**WORK ITEM**
Your answer should be the exact lines of the data below from the one containing "scope use this" through the one containing "at trigger sites"; please include nothing else.

▬▬▬

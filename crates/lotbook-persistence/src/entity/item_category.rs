//! `SeaORM` Entity for item_category table
//!
//! Categories anchor which attribute definitions apply to an item and are
//! the scope unit for schema propagation.

use sea_orm::entity::prelude::*;
use serde::{Deserialize, Serialize};

#[derive(Clone, Debug, PartialEq, DeriveEntityModel, Eq, Serialize, Deserialize)]
#[sea_orm(table_name = "item_category")]
pub struct Model {
    #[sea_orm(primary_key)]
    pub id: i64,
    /// Human-readable category code, unique
    #[sea_orm(unique)]
    pub code: String,
    pub name: String,
    #[sea_orm(column_type = "Text", nullable)]
    pub description: Option<String>,
    pub created_at: DateTimeUtc,
    pub updated_at: DateTimeUtc,
}

#[derive(Copy, Clone, Debug, EnumIter, DeriveRelation)]
pub enum Relation {
    #[sea_orm(has_many = "super::item::Entity")]
    Item,
    #[sea_orm(has_many = "super::category_attribute_link::Entity")]
    CategoryAttributeLink,
}

impl Related<super::item::Entity> for Entity {
    fn to() -> RelationDef {
        Relation::Item.def()
    }
}

impl Related<super::category_attribute_link::Entity> for Entity {
    fn to() -> RelationDef {
        Relation::CategoryAttributeLink.def()
    }
}

impl ActiveModelBehavior for ActiveModel {}
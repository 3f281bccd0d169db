//! `SeaORM` Entity for category_attribute_link table
//!
//! Many-to-many link: "items in this category expose this attribute key".
//! Creating or deleting a link triggers key propagation over the category's
//! item documents.

use sea_orm::entity::prelude::*;
use serde::{Deserialize, Serialize};

#[derive(Clone, Debug, PartialEq, DeriveEntityModel, Eq, Serialize, Deserialize)]
#[sea_orm(table_name = "category_attribute_link")]
pub struct Model {
    #[sea_orm(primary_key, auto_increment = false)]
    pub category_id: i64,
    #[sea_orm(primary_key, auto_increment = false)]
    pub attribute_definition_id: i64,
    pub created_at: DateTimeUtc,
}

#[derive(Copy, Clone, Debug, EnumIter, DeriveRelation)]
pub enum Relation {
    #[sea_orm(
        belongs_to = "super::item_category::Entity",
        from = "Column::CategoryId",
        to = "super::item_category::Column::Id"
    )]
    ItemCategory,
    #[sea_orm(
        belongs_to = "super::attribute_definition::Entity",
        from = "Column::AttributeDefinitionId",
        to = "super::attribute_definition::Column::Id"
    )]
    AttributeDefinition,
}

impl Related<super::item_category::Entity> for Entity {
    fn to() -> RelationDef {
        Relation::ItemCategory.def()
    }
}

impl Related<super::attribute_definition::Entity> for Entity {
    fn to() -> RelationDef {
        Relation::AttributeDefinition.def()
    }
}

impl ActiveModelBehavior for ActiveModel {}
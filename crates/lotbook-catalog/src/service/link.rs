//! Category-attribute link service
//!
//! Linking a definition to a category means every item of the category
//! gains the key; unlinking means every item loses it. Both trigger
//! propagation after the link change itself commits.

use chrono::Utc;
use sea_orm::{
    ActiveModelTrait, ColumnTrait, DatabaseConnection, EntityTrait, JoinType, ModelTrait,
    QueryFilter, QueryOrder, QuerySelect, RelationTrait, Set,
};
use tracing::info;

use lotbook_common::LedgerError;
use lotbook_persistence::entity::{attribute_definition, category_attribute_link, item_category};
use lotbook_queue::{Job, JobQueue};

use super::{scope_has_items, trigger_propagation};

pub async fn create(
    db: &DatabaseConnection,
    queue: &dyn JobQueue,
    category_id: i64,
    definition_id: i64,
) -> anyhow::Result<category_attribute_link::Model> {
    let category = item_category::Entity::find_by_id(category_id)
        .one(db)
        .await?
        .ok_or_else(|| LedgerError::not_found("category", category_id))?;
    let definition = attribute_definition::Entity::find_by_id(definition_id)
        .one(db)
        .await?
        .ok_or_else(|| LedgerError::not_found("attribute definition", definition_id))?;

    let existing = category_attribute_link::Entity::find_by_id((category_id, definition_id))
        .one(db)
        .await?;
    if existing.is_some() {
        return Err(LedgerError::invalid(format!(
            "definition '{}' is already linked to category '{}'",
            definition.key, category.code
        ))
        .into());
    }

    let link = category_attribute_link::ActiveModel {
        category_id: Set(category_id),
        attribute_definition_id: Set(definition_id),
        created_at: Set(Utc::now()),
    }
    .insert(db)
    .await?;

    if scope_has_items(db, &[category_id]).await? {
        info!(
            category = %category.code,
            key = %definition.key,
            "category linked to definition, propagating key addition"
        );
        trigger_propagation(
            db,
            queue,
            Job::AddKeyForCategory {
                category_id,
                key: definition.key,
            },
        )
        .await?;
    }

    Ok(link)
}

pub async fn delete(
    db: &DatabaseConnection,
    queue: &dyn JobQueue,
    category_id: i64,
    definition_id: i64,
) -> anyhow::Result<()> {
    let link = category_attribute_link::Entity::find_by_id((category_id, definition_id))
        .one(db)
        .await?
        .ok_or_else(|| {
            LedgerError::not_found(
                "category attribute link",
                format!("{}/{}", category_id, definition_id),
            )
        })?;

    let definition = attribute_definition::Entity::find_by_id(definition_id)
        .one(db)
        .await?
        .ok_or_else(|| LedgerError::not_found("attribute definition", definition_id))?;

    link.delete(db).await?;

    if scope_has_items(db, &[category_id]).await? {
        info!(
            category_id,
            key = %definition.key,
            "category unlinked from definition, propagating key removal"
        );
        trigger_propagation(
            db,
            queue,
            Job::RemoveKey {
                key: definition.key,
                category_ids: vec![category_id],
            },
        )
        .await?;
    }

    Ok(())
}

/// The valid attribute-key set for items of a category, derived from its
/// links; both document validation and propagation scope use this
pub async fn definition_keys_for_category(
    db: &DatabaseConnection,
    category_id: i64,
) -> anyhow::Result<Vec<String>> {
    Ok(attribute_definition::Entity::find()
        .join(
            JoinType::InnerJoin,
            attribute_definition::Relation::CategoryAttributeLink.def(),
        )
        .filter(category_attribute_link::Column::CategoryId.eq(category_id))
        .order_by_asc(attribute_definition::Column::Key)
        .select_only()
        .column(attribute_definition::Column::Key)
        .into_tuple::<String>()
        .all(db)
        .await?)
}
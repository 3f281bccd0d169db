//! Lotbook Worker - idempotent propagation operations and the job runtime
//!
//! This crate provides:
//! - `propagation`: the three document-rewrite operations (add, rename,
//!   remove) plus the job dispatcher shared by the runner and by inline
//!   fallback at trigger sites
//! - `runner`: the worker pool consuming the broker channel with bounded
//!   retry and backoff

pub mod propagation;
pub mod runner;

pub use runner::{JobRunner, RunnerConfig};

▬▬▬

**WRITTEN ANSWER**
/// links; both document validation and propagation scope use this
pub async fn definition_keys_for_category(
    db: &DatabaseConnection,
    category_id: i64,
) -> anyhow::Result<Vec<String>> {
    Ok(attribute_definition::Entity::find()
        .join(
            JoinType::InnerJoin,
            attribute_definition::Relation::CategoryAttributeLink.def(),
        )
        .filter(category_attribute_link::Column::CategoryId.eq(category_id))
        .order_by_asc(attribute_definition::Column::Key)
        .select_only()
        .column(attribute_definition::Column::Key)
        .into_tuple::<String>()
        .all(db)
        .await?)
}
repository 3f281bccd0d169db
//! Lotbook Worker - idempotent propagation operations and the job runtime
//!
//! This crate provides:
//! - `propagation`: the three document-rewrite operations (add, rename,
//!   remove) plus the job dispatcher shared by the runner and by inline
//!   fallback at trigger sites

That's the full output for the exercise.